Return all the entries below exactly as they were given.
(INPUT MATERIAL Opens)
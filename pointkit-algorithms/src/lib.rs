//! # pointkit Algorithms
//!
//! Point cloud algorithms built on the `pointkit-core` types.
//!
//! This crate provides neighbour search, normal estimation, FPFH descriptors,
//! filtering, SAC-IA registration, and range images with keypoint and border
//! extraction.

pub mod features;
pub mod filtering;
pub mod keypoints;
pub mod nearest_neighbor;
pub mod normals;
pub mod range_image;
pub mod registration;

// Re-export commonly used items
pub use features::*;
pub use filtering::*;
pub use keypoints::*;
pub use nearest_neighbor::*;
pub use normals::*;
pub use range_image::*;
pub use registration::*;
(INPUT MATERIAL Closes)
▸ WORKED SOLUTION:
filename pointkit-algorithms/src/lib.rs
//! # pointkit Algorithms
//!
//! Point cloud algorithms built on the `pointkit-core` types.
//!
//! This crate provides neighbour search, normal estimation, FPFH descriptors,
//! filtering, SAC-IA registration, and range images with keypoint and border
//! extraction.

pub mod features;
pub mod filtering;
pub mod keypoints;
pub mod nearest_neighbor;
pub mod normals;
pub mod range_image;
pub mod registration;

// Re-export commonly used items
pub use features::*;
pub use filtering::*;
pub use keypoints::*;
pub use nearest_neighbor::*;
pub use normals::*;
pub use range_image::*;
pub use registration::*;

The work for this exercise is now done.